What the exercise asks. Search the records for the word "leaving". Copy every line where it appears.

▼

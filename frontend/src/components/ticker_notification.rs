use eden_shared::ticker::{NOTIFICATION_DISMISS_MS, NOTIFICATION_SLIDE_OUT_MS};
use gloo_timers::callback::Timeout;
use yew::prelude::*;
use yew_hooks::prelude::use_timeout;

use crate::i18n::current::ticker as t;

#[derive(Properties, PartialEq)]
pub struct TickerNotificationProps {
    pub headline: AttrValue,
    pub on_close: Callback<()>,
}

/// "Breaking News" toast for ticker headlines without an article. Slides out
/// on its own after a few seconds, or closes at once when clicked.
#[function_component(TickerNotification)]
pub fn ticker_notification(props: &TickerNotificationProps) -> Html {
    let leaving = use_state(|| false);

    let auto_timeout = {
        let leaving = leaving.clone();
        use_timeout(move || leaving.set(true), NOTIFICATION_DISMISS_MS)
    };

    // A new headline replaces the toast's content and restarts the timer.
    {
        let leaving = leaving.clone();
        let auto_timeout = auto_timeout.clone();
        use_effect_with(props.headline.clone(), move |_| {
            leaving.set(false);
            auto_timeout.reset();
        });
    }

    {
        let on_close = props.on_close.clone();
        use_effect_with(*leaving, move |leaving| {
            let timer = leaving
                .then(|| Timeout::new(NOTIFICATION_SLIDE_OUT_MS, move || on_close.emit(())));
            move || drop(timer)
        });
    }

    let dismiss = {
        let on_close = props.on_close.clone();
        Callback::from(move |e: MouseEvent| {
            e.stop_propagation();
            on_close.emit(());
        })
    };

    html! {
        <div
            class={classes!("ticker-notification", (*leaving).then_some("slide-out"))}
            role="alert"
            aria-live="assertive"
            onclick={dismiss.clone()}
        >
            <div class="notification-content">
                <span class="notification-icon" aria-hidden="true">{"📰"}</span>
                <div class="notification-text">
                    <strong>{ t::NOTIFICATION_TITLE }</strong>
                    <br />
                    { props.headline.clone() }
                </div>
                <button
                    type="button"
                    class="notification-close"
                    aria-label={t::NOTIFICATION_CLOSE_ARIA}
                    onclick={dismiss}
                >
                    {"×"}
                </button>
            </div>
        </div>
    }
}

▲

Exercise solution.
    let leaving = use_state(|| false);
        let leaving = leaving.clone();
        use_timeout(move || leaving.set(true), NOTIFICATION_DISMISS_MS)
        let leaving = leaving.clone();
            leaving.set(false);
        use_effect_with(*leaving, move |leaving| {
            let timer = leaving
            class={classes!("ticker-notification", (*leaving).then_some("slide-out"))}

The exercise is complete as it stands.